**WORK TO BE COMPLETED**
Each line below containing the word "only" needs to be shown.

**INFORMATION**

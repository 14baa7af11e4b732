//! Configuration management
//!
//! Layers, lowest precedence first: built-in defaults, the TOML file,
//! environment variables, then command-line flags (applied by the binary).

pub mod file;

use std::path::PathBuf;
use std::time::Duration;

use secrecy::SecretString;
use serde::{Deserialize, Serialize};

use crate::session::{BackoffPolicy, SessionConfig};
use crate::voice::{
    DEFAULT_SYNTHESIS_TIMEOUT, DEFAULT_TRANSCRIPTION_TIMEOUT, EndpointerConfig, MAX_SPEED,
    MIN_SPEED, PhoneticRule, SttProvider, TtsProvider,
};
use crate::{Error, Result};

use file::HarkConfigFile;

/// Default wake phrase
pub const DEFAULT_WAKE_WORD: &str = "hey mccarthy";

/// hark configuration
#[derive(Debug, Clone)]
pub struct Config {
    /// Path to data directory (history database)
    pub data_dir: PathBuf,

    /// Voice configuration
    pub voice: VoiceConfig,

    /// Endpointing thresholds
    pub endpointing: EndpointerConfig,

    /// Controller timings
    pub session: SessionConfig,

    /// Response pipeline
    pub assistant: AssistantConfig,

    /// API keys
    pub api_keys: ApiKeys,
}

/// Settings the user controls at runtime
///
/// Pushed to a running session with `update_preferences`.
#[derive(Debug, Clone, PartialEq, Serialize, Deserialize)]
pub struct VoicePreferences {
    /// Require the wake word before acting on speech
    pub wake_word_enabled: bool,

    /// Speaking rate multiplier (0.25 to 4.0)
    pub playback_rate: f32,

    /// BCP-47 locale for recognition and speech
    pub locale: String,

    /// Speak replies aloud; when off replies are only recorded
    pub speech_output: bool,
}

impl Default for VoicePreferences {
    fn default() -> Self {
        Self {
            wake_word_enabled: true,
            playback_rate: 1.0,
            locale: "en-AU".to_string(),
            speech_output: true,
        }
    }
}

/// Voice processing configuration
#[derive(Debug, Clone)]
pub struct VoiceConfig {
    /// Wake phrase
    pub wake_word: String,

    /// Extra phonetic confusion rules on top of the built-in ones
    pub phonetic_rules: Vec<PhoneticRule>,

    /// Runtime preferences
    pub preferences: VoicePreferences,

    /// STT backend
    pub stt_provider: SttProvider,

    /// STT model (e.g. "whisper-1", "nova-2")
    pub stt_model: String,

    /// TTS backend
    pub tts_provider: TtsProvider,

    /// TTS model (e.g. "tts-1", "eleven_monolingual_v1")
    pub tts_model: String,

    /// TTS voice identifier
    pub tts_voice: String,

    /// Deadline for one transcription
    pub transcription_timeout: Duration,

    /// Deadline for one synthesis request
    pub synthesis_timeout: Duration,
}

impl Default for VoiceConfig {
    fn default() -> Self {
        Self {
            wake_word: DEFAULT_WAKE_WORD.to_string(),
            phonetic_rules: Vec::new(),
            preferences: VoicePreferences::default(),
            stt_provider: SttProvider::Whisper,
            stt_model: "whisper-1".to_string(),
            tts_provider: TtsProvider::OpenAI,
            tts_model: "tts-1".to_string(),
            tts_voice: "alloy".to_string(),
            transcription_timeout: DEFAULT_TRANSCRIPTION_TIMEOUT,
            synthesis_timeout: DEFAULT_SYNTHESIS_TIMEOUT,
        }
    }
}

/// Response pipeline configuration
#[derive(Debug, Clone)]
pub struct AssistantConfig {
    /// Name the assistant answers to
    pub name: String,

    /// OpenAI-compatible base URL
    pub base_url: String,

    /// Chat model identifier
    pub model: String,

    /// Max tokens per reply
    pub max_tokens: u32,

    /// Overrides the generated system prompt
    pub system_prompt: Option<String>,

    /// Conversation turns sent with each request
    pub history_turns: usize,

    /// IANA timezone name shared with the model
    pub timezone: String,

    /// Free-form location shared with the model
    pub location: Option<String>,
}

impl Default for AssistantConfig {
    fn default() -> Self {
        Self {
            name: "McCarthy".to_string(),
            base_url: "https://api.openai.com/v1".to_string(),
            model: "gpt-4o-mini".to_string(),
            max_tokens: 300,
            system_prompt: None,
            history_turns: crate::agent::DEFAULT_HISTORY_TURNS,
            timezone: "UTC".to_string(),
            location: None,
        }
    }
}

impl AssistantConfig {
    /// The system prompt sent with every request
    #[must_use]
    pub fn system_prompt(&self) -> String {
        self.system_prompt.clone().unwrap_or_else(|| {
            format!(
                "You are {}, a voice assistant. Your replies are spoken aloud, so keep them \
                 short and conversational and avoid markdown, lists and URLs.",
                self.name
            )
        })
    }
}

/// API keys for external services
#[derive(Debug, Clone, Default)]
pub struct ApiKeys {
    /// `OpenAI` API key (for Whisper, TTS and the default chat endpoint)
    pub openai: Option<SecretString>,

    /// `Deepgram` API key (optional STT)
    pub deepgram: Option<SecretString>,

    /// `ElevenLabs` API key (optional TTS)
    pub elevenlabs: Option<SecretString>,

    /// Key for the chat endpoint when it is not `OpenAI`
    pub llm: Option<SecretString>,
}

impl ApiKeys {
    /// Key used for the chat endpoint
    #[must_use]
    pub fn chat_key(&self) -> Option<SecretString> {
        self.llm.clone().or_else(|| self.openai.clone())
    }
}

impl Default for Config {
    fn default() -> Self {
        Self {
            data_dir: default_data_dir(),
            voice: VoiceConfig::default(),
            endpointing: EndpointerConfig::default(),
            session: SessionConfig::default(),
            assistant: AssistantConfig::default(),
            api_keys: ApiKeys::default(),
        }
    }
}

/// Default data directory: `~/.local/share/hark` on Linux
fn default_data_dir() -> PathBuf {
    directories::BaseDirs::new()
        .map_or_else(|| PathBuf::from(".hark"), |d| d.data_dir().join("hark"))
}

* * *

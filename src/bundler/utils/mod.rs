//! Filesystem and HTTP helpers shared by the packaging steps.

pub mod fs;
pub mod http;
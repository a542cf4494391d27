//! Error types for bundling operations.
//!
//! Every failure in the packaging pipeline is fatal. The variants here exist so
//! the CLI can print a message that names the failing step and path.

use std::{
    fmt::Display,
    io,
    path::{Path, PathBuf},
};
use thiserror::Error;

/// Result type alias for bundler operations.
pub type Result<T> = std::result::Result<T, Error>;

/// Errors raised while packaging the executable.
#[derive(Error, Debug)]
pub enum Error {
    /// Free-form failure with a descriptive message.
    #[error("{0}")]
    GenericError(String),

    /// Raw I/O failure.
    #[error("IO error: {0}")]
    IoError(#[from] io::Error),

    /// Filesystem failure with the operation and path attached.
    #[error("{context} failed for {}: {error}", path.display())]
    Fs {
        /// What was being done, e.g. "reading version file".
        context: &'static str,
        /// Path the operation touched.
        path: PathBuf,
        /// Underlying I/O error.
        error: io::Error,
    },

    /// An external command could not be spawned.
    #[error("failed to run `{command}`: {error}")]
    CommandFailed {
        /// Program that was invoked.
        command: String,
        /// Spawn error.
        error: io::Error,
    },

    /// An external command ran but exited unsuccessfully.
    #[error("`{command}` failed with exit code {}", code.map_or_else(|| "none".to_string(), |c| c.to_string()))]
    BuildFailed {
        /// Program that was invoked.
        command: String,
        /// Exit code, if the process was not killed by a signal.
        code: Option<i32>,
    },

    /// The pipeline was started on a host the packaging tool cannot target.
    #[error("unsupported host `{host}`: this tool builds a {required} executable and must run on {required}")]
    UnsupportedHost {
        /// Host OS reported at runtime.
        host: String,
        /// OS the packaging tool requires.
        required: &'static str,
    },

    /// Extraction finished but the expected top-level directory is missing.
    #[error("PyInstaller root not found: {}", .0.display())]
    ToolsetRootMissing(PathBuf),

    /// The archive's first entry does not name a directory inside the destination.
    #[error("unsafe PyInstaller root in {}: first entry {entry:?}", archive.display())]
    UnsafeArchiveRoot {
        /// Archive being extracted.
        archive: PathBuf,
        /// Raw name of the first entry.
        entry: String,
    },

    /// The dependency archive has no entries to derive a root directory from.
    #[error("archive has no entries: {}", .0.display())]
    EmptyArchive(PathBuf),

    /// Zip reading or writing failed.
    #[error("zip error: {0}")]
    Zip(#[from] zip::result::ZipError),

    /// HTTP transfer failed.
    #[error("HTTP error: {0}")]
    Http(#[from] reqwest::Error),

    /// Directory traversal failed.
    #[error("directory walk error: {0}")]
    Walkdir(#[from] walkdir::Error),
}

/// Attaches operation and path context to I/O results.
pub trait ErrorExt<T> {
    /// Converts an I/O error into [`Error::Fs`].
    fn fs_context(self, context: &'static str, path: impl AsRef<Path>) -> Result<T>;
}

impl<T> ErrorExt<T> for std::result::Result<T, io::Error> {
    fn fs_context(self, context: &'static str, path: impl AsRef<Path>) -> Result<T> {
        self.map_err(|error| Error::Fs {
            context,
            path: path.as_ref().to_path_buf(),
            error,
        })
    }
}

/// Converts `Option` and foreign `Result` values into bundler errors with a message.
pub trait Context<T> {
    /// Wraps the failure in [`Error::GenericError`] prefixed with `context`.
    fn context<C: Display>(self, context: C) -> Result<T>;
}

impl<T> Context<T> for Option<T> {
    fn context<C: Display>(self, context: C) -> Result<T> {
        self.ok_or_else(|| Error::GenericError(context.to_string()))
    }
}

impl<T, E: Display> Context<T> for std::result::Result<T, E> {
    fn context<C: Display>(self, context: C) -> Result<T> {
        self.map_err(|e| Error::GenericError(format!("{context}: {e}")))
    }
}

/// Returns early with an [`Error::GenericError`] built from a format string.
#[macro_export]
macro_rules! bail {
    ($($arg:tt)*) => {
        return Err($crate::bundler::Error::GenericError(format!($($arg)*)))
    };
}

--

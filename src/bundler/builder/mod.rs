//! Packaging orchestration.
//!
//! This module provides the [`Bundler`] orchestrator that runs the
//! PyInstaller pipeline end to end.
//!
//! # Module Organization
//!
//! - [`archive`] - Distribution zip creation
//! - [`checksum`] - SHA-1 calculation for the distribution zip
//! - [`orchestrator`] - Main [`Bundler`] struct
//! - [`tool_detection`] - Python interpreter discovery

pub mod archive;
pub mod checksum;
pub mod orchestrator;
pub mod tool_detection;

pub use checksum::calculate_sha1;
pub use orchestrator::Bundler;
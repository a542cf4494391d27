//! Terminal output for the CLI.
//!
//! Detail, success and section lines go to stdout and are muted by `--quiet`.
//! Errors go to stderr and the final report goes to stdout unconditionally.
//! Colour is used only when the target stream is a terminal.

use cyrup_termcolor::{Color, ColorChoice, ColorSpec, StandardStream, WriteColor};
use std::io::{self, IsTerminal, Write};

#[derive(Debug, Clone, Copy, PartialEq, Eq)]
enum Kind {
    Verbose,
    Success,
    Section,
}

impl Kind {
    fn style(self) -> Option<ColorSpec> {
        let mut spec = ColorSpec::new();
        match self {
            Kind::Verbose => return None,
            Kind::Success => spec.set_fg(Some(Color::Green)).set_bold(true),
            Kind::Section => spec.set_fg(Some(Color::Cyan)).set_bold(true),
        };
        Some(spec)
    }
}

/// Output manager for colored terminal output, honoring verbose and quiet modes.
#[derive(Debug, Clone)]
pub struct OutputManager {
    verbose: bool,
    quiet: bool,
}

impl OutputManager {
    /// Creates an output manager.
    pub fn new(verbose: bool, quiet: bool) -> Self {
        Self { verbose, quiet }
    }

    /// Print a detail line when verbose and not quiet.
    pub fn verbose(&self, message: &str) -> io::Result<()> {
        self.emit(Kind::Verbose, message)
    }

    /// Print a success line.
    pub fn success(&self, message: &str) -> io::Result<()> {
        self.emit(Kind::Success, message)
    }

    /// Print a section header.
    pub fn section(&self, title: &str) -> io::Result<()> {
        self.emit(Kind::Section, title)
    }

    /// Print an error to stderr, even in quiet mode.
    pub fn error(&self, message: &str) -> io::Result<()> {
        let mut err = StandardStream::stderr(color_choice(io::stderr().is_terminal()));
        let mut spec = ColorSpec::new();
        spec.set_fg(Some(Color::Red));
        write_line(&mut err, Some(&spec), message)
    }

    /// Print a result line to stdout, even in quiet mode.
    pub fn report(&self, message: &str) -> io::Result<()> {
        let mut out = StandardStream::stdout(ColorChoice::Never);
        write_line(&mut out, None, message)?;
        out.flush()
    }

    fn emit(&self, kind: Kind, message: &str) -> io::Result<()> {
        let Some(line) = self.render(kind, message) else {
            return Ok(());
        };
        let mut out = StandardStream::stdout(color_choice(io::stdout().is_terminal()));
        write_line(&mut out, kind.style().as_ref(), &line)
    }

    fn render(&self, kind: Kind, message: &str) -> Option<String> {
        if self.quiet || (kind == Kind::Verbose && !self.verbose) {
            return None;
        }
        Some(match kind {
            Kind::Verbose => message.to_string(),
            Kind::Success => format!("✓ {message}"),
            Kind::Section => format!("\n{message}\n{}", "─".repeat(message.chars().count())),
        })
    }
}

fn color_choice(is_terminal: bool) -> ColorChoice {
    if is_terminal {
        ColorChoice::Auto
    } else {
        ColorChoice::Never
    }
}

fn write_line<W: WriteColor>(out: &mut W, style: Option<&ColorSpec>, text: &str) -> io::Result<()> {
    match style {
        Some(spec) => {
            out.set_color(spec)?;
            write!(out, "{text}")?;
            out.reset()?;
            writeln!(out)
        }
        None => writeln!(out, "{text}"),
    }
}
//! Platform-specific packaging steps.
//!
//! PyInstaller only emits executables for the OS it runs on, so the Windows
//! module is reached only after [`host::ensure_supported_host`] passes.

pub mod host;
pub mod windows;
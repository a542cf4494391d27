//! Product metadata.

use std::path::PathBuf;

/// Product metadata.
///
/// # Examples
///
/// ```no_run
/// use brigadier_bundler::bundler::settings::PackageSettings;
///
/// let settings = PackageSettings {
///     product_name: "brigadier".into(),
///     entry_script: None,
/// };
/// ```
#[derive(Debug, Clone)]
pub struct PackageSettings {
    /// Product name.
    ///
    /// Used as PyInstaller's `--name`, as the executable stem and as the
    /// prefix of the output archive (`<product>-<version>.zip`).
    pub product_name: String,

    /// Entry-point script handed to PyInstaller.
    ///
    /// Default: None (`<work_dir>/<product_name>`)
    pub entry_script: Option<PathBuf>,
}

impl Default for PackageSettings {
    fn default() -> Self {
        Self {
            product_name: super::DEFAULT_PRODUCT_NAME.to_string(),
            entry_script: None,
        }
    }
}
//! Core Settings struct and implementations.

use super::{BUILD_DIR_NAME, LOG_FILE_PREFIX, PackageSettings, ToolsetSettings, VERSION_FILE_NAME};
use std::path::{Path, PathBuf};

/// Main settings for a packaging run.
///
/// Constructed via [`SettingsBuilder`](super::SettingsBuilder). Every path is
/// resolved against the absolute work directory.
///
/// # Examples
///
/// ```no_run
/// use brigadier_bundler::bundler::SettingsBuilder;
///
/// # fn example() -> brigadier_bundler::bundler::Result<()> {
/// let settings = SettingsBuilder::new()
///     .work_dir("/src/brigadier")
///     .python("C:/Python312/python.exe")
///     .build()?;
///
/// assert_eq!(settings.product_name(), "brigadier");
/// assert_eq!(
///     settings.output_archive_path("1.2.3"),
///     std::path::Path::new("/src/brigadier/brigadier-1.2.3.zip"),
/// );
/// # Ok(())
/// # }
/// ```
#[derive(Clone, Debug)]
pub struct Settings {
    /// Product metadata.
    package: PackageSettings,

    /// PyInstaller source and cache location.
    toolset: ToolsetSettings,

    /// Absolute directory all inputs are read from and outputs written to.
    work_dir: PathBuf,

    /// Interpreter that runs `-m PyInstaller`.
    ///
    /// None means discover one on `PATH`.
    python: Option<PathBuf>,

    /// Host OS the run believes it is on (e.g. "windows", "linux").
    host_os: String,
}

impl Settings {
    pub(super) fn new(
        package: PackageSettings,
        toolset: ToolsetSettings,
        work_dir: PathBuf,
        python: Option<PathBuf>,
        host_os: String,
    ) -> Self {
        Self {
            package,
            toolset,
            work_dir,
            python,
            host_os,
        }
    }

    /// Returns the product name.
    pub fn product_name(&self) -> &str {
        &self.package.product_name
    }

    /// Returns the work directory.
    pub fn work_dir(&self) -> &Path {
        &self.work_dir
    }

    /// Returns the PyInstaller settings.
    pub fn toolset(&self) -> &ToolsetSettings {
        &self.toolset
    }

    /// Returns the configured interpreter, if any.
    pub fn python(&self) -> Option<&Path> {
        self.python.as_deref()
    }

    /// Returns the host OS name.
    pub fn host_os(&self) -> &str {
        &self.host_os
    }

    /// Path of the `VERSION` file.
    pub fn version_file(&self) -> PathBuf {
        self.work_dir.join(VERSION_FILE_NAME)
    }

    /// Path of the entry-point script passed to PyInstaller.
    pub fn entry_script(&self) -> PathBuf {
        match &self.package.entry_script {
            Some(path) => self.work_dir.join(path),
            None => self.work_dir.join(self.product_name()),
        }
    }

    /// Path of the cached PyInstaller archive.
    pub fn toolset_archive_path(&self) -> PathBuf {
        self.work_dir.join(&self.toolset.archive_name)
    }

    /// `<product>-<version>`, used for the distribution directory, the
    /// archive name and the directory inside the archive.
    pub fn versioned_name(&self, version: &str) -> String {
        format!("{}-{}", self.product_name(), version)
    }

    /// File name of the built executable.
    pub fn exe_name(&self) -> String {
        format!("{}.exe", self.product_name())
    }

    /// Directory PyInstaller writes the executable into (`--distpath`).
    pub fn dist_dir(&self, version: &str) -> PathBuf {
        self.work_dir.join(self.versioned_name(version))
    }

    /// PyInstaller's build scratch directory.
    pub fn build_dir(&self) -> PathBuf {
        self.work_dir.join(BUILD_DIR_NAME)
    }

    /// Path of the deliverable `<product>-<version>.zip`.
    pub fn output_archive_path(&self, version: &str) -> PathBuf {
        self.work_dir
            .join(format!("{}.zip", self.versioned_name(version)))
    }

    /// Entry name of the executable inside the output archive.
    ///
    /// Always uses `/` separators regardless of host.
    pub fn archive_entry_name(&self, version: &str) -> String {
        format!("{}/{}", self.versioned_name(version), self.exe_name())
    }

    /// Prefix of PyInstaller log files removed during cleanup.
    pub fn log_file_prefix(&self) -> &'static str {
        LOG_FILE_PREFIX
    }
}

**SOLUTION TO THIS EXERCISE**
    /// Speak replies aloud; when off replies are only recorded
//! Colour is used only when the target stream is a terminal.
//! PyInstaller only emits executables for the OS it runs on, so the Windows
//! module is reached only after [`host::ensure_supported_host`] passes.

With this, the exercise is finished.